Without --create-ptr, only resources annotated with external-dns.alpha.kubernetes.io/record-type: "ptr"
produce PTR records.

apiVersion: v1
kind: Service
metadata:
  name: web
  annotations:
    external-dns.alpha.kubernetes.io/hostname: web.example.com
    external-dns.alpha.kubernetes.io/record-type: "ptr"
spec:
  type: LoadBalancer
  ports:
  - port: 80
  selector:
    app: web

If the Service receives the external IP 192.168.49.2, ExternalDNS creates both
web.example.com → 192.168.49.2 (A) and 2.49.168.192.in-addr.arpa → web.example.com (PTR).

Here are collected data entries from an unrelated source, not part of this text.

use std::collections::{HashMap, VecDeque};
use std::sync::{Arc, Mutex};
use std::time::Duration;

use async_trait::async_trait;
use tokio::sync::Notify;

use crate::models::BlockReference;
use crate::storage::sqlite::{unix_now, DbPool};
use crate::storage::StorageError;

pub const POLL_INTERVAL: Duration = Duration::from_millis(500);
pub const MESSAGE_TIME_TO_LIVE: Duration = Duration::from_secs(7 * 24 * 60 * 60);

#[derive(Debug, Clone, PartialEq)]
pub struct Delivery {
    pub id: i64,
    pub reference: BlockReference,
    pub attempt: u32,
}

#[async_trait]
pub trait BlockQueue: Send + Sync {
    async fn push(&self, reference: &BlockReference) -> Result<(), StorageError>;

    async fn try_pop(&self) -> Result<Option<Delivery>, StorageError>;

    async fn ack(&self, delivery: &Delivery) -> Result<(), StorageError>;

    async fn pop(&self) -> Result<Delivery, StorageError> {
        loop {
            if let Some(delivery) = self.try_pop().await? {
                return Ok(delivery);
            }
            tokio::time::sleep(POLL_INTERVAL).await;
        }
    }
}

#[async_trait]
impl<T: BlockQueue + ?Sized> BlockQueue for Arc<T> {
    async fn push(&self, reference: &BlockReference) -> Result<(), StorageError> {
        (**self).push(reference).await
    }

    async fn try_pop(&self) -> Result<Option<Delivery>, StorageError> {
        (**self).try_pop().await
    }

    async fn ack(&self, delivery: &Delivery) -> Result<(), StorageError> {
        (**self).ack(delivery).await
    }

    async fn pop(&self) -> Result<Delivery, StorageError> {
        (**self).pop().await
    }
}

#[derive(Clone)]
pub struct SqliteQueue {
    pool: DbPool,
    visibility_timeout: Duration,
}

impl SqliteQueue {
    pub fn new(pool: DbPool, visibility_timeout: Duration) -> Self {
        Self {
            pool,
            visibility_timeout,
        }
    }

    pub async fn len(&self) -> Result<u64, StorageError> {
        let count = sqlx::query_scalar::<_, i64>("SELECT COUNT(*) FROM block_queue;")
            .fetch_one(&self.pool)
            .await?;
        Ok(count as u64)
    }
}

#[async_trait]
impl BlockQueue for SqliteQueue {
    async fn push(&self, reference: &BlockReference) -> Result<(), StorageError> {
        let now = unix_now();
        sqlx::query(
            r#"
            INSERT INTO block_queue (block_hash, enqueued_at, visible_at)
            VALUES (?1, ?2, ?2);
            "#,
        )
        .bind(&reference.hash)
        .bind(now)
        .execute(&self.pool)
        .await?;
        Ok(())
    }

    async fn try_pop(&self) -> Result<Option<Delivery>, StorageError> {
        let now = unix_now();
        let expired_before = now - MESSAGE_TIME_TO_LIVE.as_secs() as i64;

        let purged = sqlx::query("DELETE FROM block_queue WHERE enqueued_at <= ?1;")
            .bind(expired_before)
            .execute(&self.pool)
            .await?
            .rows_affected();
        if purged > 0 {
            tracing::warn!("dropped {} expired block references", purged);
        }

        // Select and lease in one statement so concurrent consumers never
        // receive the same lease.
        let row = sqlx::query_as::<_, (i64, String, i64)>(
            r#"
            UPDATE block_queue
            SET visible_at = ?2, delivery_count = delivery_count + 1
            WHERE id = (
                SELECT id FROM block_queue
                WHERE visible_at <= ?1
                ORDER BY id
                LIMIT 1
            )
            RETURNING id, block_hash, delivery_count;
            "#,
        )
        .bind(now)
        .bind(now + self.visibility_timeout.as_secs() as i64)
        .fetch_optional(&self.pool)
        .await?;

        Ok(row.map(|(id, hash, attempt)| Delivery {
            id,
            reference: BlockReference::new(hash),
            attempt: attempt as u32,
        }))
    }

    async fn ack(&self, delivery: &Delivery) -> Result<(), StorageError> {
        sqlx::query("DELETE FROM block_queue WHERE id = ?1;")
            .bind(delivery.id)
            .execute(&self.pool)
            .await?;
        Ok(())
    }
}

#[derive(Default)]
struct MemoryQueueState {
    next_id: i64,
    ready: VecDeque<Delivery>,
    in_flight: HashMap<i64, Delivery>,
}

/// Process-local queue. Unacknowledged messages stay in flight and are never
/// redelivered.
#[derive(Clone, Default)]
pub struct MemoryQueue {
    state: Arc<Mutex<MemoryQueueState>>,
    available: Arc<Notify>,
}

impl MemoryQueue {
    pub fn new() -> Self {
        Self::default()
    }

    pub fn pending(&self) -> Vec<BlockReference> {
        let state = self.state.lock().expect("memory queue lock poisoned");
        state.ready.iter().map(|d| d.reference.clone()).collect()
    }

    pub fn in_flight(&self) -> usize {
        let state = self.state.lock().expect("memory queue lock poisoned");
        state.in_flight.len()
    }
}

#[async_trait]
impl BlockQueue for MemoryQueue {
    async fn push(&self, reference: &BlockReference) -> Result<(), StorageError> {
        {
            let mut state = self.state.lock().expect("memory queue lock poisoned");
            state.next_id += 1;
            let id = state.next_id;
            state.ready.push_back(Delivery {
                id,
                reference: reference.clone(),
                attempt: 0,
            });
        }
        self.available.notify_one();
        Ok(())
    }

    async fn try_pop(&self) -> Result<Option<Delivery>, StorageError> {
        let mut state = self.state.lock().expect("memory queue lock poisoned");
        let Some(mut delivery) = state.ready.pop_front() else {
            return Ok(None);
        };
        delivery.attempt += 1;
        state.in_flight.insert(delivery.id, delivery.clone());
        Ok(Some(delivery))
    }

    async fn ack(&self, delivery: &Delivery) -> Result<(), StorageError> {
        let mut state = self.state.lock().expect("memory queue lock poisoned");
        state.in_flight.remove(&delivery.id);
        Ok(())
    }

    async fn pop(&self) -> Result<Delivery, StorageError> {
        loop {
            let notified = self.available.notified();
            if let Some(delivery) = self.try_pop().await? {
                return Ok(delivery);
            }
            notified.await;
        }
    }
}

Resources without the annotation are not affected.

DNSEndpoint CRD

The DNSEndpoint CRD source does not process Kubernetes resource annotations.
To enable PTR for individual CRD endpoints, set the record-type property
directly in spec.endpoints[].providerSpecific:

apiVersion: externaldns.k8s.io/v1alpha1
kind: DNSEndpoint
metadata:
  name: web
spec:
  endpoints:
  - dnsName: web.example.com
    recordType: A
    targets:
    - 192.168.49.2
    providerSpecific:
    - name: record-type
      value: ptr

When --create-ptr is enabled globally, PTR records are generated for all
A/AAAA endpoints regardless of source, including DNSEndpoint.

Behaviour details

  • Wildcard records (e.g. *.example.com) are skipped — a PTR pointing to a wildcard hostname is not meaningful.
  • When multiple A/AAAA records point to the same IP address, their hostnames are grouped into a single
    ExternalDNS endpoint. In DNS this produces multiple PTR resource records in the same RRSet
    (one per hostname), which is valid per RFC 1035.
    For example, if both a.example.com and b.example.com resolve to 192.168.49.2,
    a dig -x 192.168.49.2 will return two PTR answers.
    Note that not all providers may handle multi-target PTR records correctly — verify with your
    provider if this applies to your setup.
  • PTR records whose forward hostname does not match --domain-filter are automatically cleaned up.
  • PTR records are tracked by the TXT registry like any other record type, so ownership is preserved across restarts.